La série n’est pas qu’un coup de chance pour les autorités thaïlandaises : elle s’inscrit dans une stratégie de long terme, à l’instar d’autres projets récents comme The Blue Jasmine. En partenariat avec l’hôtel Four Seasons de Koh Samui et l’Autorité du Tourisme de Thaïlande, la production a bénéficié d’un allègement fiscal de 4,4 millions de dollars — un incitatif décisif qui a permis de faire pencher la balance en faveur de la Thaïlande plutôt que du Japon.

« Si nous savons que les films et séries influencent souvent les choix de voyage, nous voyons surtout cette opportunité comme un moyen de faire découvrir la diversité et l’authenticité de la Thaïlande », s’est félicité Suriya Sitthichai, directeur de l’Office National du Tourisme de Thaïlande.
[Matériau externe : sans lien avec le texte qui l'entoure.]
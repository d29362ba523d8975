use reactive_core::StateId;

use super::keys;
use crate::{CityKey, PlanAction, State, StateSpace};

#[test]
fn enumerates_every_city_destination_pair_plus_no_offer() {
    let neighbors = vec![keys(&[1]), keys(&[0, 2]), keys(&[1])];
    let space = StateSpace::enumerate(&neighbors);

    assert_eq!(space.len(), 9);
    let first_city: Vec<State> = space.states()[..3].to_vec();
    assert_eq!(
        first_city,
        vec![
            State {
                city: CityKey::from(0),
                destination: Some(CityKey::from(1))
            },
            State {
                city: CityKey::from(0),
                destination: Some(CityKey::from(2))
            },
            State {
                city: CityKey::from(0),
                destination: None
            },
        ]
    );
    assert!(space.states().iter().all(|s| s.destination != Some(s.city)));
}

#[test]
fn actions_list_neighbors_then_delivery() {
    let neighbors = vec![keys(&[1]), keys(&[2, 0]), keys(&[1])];
    let space = StateSpace::enumerate(&neighbors);

    let offered = space
        .id_of(&State {
            city: CityKey::from(1),
            destination: Some(CityKey::from(2)),
        })
        .expect("state exists");
    assert_eq!(
        space.possible_actions(offered),
        &[
            PlanAction::travel(CityKey::from(2)),
            PlanAction::travel(CityKey::from(0)),
            PlanAction::deliver(CityKey::from(2)),
        ]
    );

    let idle = space
        .id_of(&State {
            city: CityKey::from(1),
            destination: None,
        })
        .expect("state exists");
    assert_eq!(space.possible_actions(idle).len(), 2);
    assert_eq!(space.action_count(), (2 + 2 + 1) + (3 + 3 + 2) + (2 + 2 + 1));
}

#[test]
fn actions_compare_by_value() {
    let a = PlanAction::travel(CityKey::from(3));
    let b = PlanAction {
        move_to: CityKey::from(3),
        delivering: false,
    };
    assert_eq!(a, b);
    assert_ne!(a, PlanAction::deliver(CityKey::from(3)));

    let mut set = std::collections::HashSet::new();
    set.insert(a);
    assert!(set.contains(&b));
}

#[test]
fn states_are_grouped_by_city() {
    let neighbors = vec![keys(&[1]), keys(&[0])];
    let space = StateSpace::enumerate(&neighbors);
    assert_eq!(
        space.states_in(CityKey::from(1)),
        &[StateId::from(2), StateId::from(3)]
    );
    assert!(space.states_in(CityKey::from(5)).is_empty());
    assert!(space.possible_actions(StateId::from(40)).is_empty());
}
L’objectif est clair : positionner le pays comme une destination de luxe incontournable tout en stimulant la reprise post-Covid.

À LIRE ÉGALEMENT :  L'affluence touristique en forte baisse à Santorin cet été entraine une chute des prix pour les visiteurs

Dans ce cadre, les autorités n’ont pas lésiné sur les moyens : campagnes publicitaires massives, création d’un terminal pour jets privés, ouverture de marinas pour superyachts et mise en avant de séjours haut de gamme via le programme Visit Thailand : Amazing New Chapters.

Koh Samui est le cadre de la saison 3 – Crédits Freepik

Un modèle qui interroge

Mais ce virage assumé vers le tourisme de luxe ne va pas sans poser des questions. Car derrière les images glamour de la série, se cache une réalité socio-économique plus sombre.

En Thaïlande, le tourisme – qui a performé particulièrement en 2024 – représente près de 10 % des emplois. Mais il a aussi accentué les inégalités dans un pays où 5 % de la population possède 80 % des terres. Par ailleurs, la pandémie a également aggravé ces déséquilibres. De nombreux petits hôteliers, étranglés par la crise, ont été contraints de vendre à perte, ouvrant la voie à une concentration du marché entre les mains des grands groupes. Aujourd’hui, les projets d’hôtels de luxe se multiplient : Accor prévoit 17 nouvelles ouvertures d’ici 2026, Intercontinental veut doubler son portefeuille et Wyndham vise une croissance de 68 % sur le territoire.

À Phuket, les établissements haut de gamme représentent désormais près de la moitié de l’offre hôtelière, contre à peine 8 % pour les hébergements économiques.

Entre promotion et mise en garde

C’est là toute l’ambiguïté de The White Lotus. Si la série permet indéniablement de redorer l’image du pays auprès d’une clientèle internationale fortunée, elle offre aussi, dans le même mouvement, une critique acérée de ce modèle. Car les privilèges mis en scène à l’écran — chambres à plusieurs milliers d’euros, catamarans privés, personnel corvéable — sont le miroir d’un monde profondément inégal.

Le tourisme de luxe peut-il être un levier durable de développement ? Ou bien risque-t-il, à terme, de creuser davantage les inégalités, en captant les ressources au profit d’une minorité ? La Thaïlande, qui vise toujours les 40 millions de visiteurs annuels atteints avant la pandémie, devra sans doute composer avec ces tensions.

En attendant, The White Lotus continue de fasciner. Et les plages thaïlandaises, déjà bien connues, s’apprêtent à accueillir un nouveau flot de touristes… inspirés par la fiction, mais bien réels.